Ten gram (10 g) of rhizosphere soil sample was suspended in 90 ml of sterile distilled water. Samples were serially diluted up to 10-2 and 0.1 ml of sample was spreaded on King’s B medium plates (King et al., 1954) incubated at 28°C for 48 h. After incubation the plates were exposed to UV light at 365 nm for few seconds and the colonies exhibiting the fluorescence were picked up and purified on King’s B medium plates. Twelve strains of P. fluorescens were isolated and they were designated as Pf 1 up to Pf 12 for further studies as indicated in fig 3.

2.3. Assay for Hydrogen Cyanide (HCN) Production

Hydrogen cyanide production was assayed by the method suggested by Castric (1977) and Lorck (1948). For the production of HCN, Pseudomonas fluorescens isolates were streaked into King’s B agar plates supplemented with glycine (4.4 g/l). After this, petriplates were inverted and a piece of filter paper impregnated with 0.5% picric acid and 2% of sodium carbonate was placed on the lid. Petri plates were sealed with parafilm and incubated at 28°C for 96 h. Production of cyanide was determined by a color shift from yellow to orange in the filter paper (Castric, 1975). Detection of HCN production was performed by the method of Bakker and Schippers (Bakker, and Schippers, 1987). Production of cyanide was determined by a color shift from yellow to orange in the filter paper (Castric, 1975).

3. Result and Discussion

3.1. Isolation of Pseudomonas fluorescens

Figure 3. Pseudomonas fluorescens was isolated based on their pigment production under UV light at 365 nm.

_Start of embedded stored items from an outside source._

//! Page loader overlay (`#pageLoader`).
//!
//! Hidden on the window `load` event, or right away if the document has
//! already finished loading, with [`FALLBACK`] as a backstop. The element is
//! detached once the fade-out has played.

use crate::timer::set_timeout;
use portfolio_fx_effects::loader::FALLBACK;
use portfolio_fx_effects::{LoaderState, PageLoader};
use std::cell::RefCell;
use std::rc::Rc;
use std::time::Duration;
use wasm_bindgen::closure::Closure;
use wasm_bindgen::{JsCast, JsValue};
use web_sys::{Document, Element, Window};

const LOADER_ID: &str = "pageLoader";
const HIDDEN_CLASS: &str = "hidden";

struct Host {
    window: Window,
    element: Element,
    started_ms: f64,
    loader: RefCell<PageLoader>,
}

impl Host {
    fn elapsed(&self) -> Duration {
        let ms = (js_sys::Date::now() - self.started_ms).max(0.0);
        Duration::from_secs_f64(ms / 1000.0)
    }
}

pub fn mount(window: &Window, document: &Document) -> Result<(), JsValue> {
    let Some(element) = document.get_element_by_id(LOADER_ID) else {
        return Ok(());
    };
    let host = Rc::new(Host {
        window: window.clone(),
        element,
        started_ms: js_sys::Date::now(),
        loader: RefCell::new(PageLoader::default()),
    });

    if load_finished(document) {
        request_hide(&host);
    } else {
        let on_load_host = host.clone();
        let on_load = Closure::once_into_js(move || request_hide(&on_load_host));
        window.add_event_listener_with_callback("load", on_load.unchecked_ref())?;
    }

    let fallback_host = host.clone();
    set_timeout(window, FALLBACK, move || {
        if fallback_host.loader.borrow().state() == LoaderState::Showing {
            log::warn!("page loader: load event not seen, hiding on fallback");
        }
        request_hide(&fallback_host);
    })?;
    Ok(())
}

/// `document.readyState == "complete"`, read by property so it does not
/// depend on which `web-sys` binding of `readyState` is available.
fn load_finished(document: &Document) -> bool {
    js_sys::Reflect::get(document, &JsValue::from_str("readyState"))
        .ok()
        .and_then(|state| state.as_string())
        .is_some_and(|state| state == "complete")
}

fn request_hide(host: &Rc<Host>) {
    let Some(wait) = host.loader.borrow_mut().request_hide(host.elapsed()) else {
        return;
    };
    let next = host.clone();
    if let Err(e) = set_timeout(&host.window, wait, move || hide(next)) {
        log::error!("page loader: cannot schedule hide: {e:?}");
    }
}

fn hide(host: Rc<Host>) {
    let Some(fade) = host.loader.borrow_mut().hide() else {
        return;
    };
    if let Err(e) = host.element.class_list().add_1(HIDDEN_CLASS) {
        log::error!("page loader: cannot add class: {e:?}");
    }
    let next = host.clone();
    if let Err(e) = set_timeout(&host.window, fade, move || remove(next)) {
        log::error!("page loader: cannot schedule removal: {e:?}");
    }
}

fn remove(host: Rc<Host>) {
    if host.loader.borrow_mut().remove() {
        host.element.remove();
        log::debug!("page loader removed");
    }
}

During this research study, 12 Pseudomonas fluorescens were isolated from rhizospheric soil of healthy faba bean from five Kebales of Salale zone of Oromiya Region on King’s B medium and observed under UV light at 365 nm for few seconds and pigment producer was screened as indicated fig 3. Then it was purified again on same medium and observed under UV light as shown in fig 4. All the rhizospheric isolates were named as Pseudomonas fluorescens isolate 1= P f1, Pseudomonas fluorescens isolate 2= P f2, Pseudomonas fluorescens isolate 3=P f3, Pseudomonas fluorescens isolate 4= P f4, Pseudomonas fluorescens isolate 5=P f5, Pseudomonas fluorescens isolate 6= P f6, Pseudomonas fluorescens isolate 7=P f7, Pseudomonas fluorescens isolate 8= P f8, Pseudomonas fluorescens isolate 9=P f9, Pseudomonas fluorescens isolate 10= P f10, Pseudomonas fluorescens isolate 11= P f11, Pseudomonas fluorescens isolate 12=P f12, and maintained on Nutrient Agar slants for further testing.

Figure 4. Pseudomonas fluorescens isolates was confirmed again under UV light at 365 nm.

3.2. Assay for Hydrogen Cyanide Production

In this study, the Pseudomonas fluorescens isolates exhibited the plant growth promoting traits like Hydrogen cyanide production. Hydrogen cyanide production was tested to all Pseudomonas fluorescens isolates as well as was determined by a color shift from yellow to orange in the filter paper as shown in fig 5. Hence, they have been advocated as biocontrol agents. Similarly, Plant growth promoting rhizobacteria colonize roots of plant and promote plant growth and development through a variety of mechanisms. The exact mechanism by which Plant growth promoting rhizobacteria stimulate plant growth is not clearly known. However, the mechanisms of suppression of deleterious organisms are through HCN release (Voisard et al., 1989) and competitive colonization of plant roots (Weller, 1985). Four of the six plant growth promoting rhizobacteria strains that induced systemic resistance in cucumber against Colletotrichum orbiculareproduced HCN (Wei et al., 1991). HCN from P. Fluorescens strain CHAO not repressed by fusaric acid played a significant role in disease suppression of F. oxysporum f.sp. Radicisly copersiciin tomato (Duffy et al., 2003).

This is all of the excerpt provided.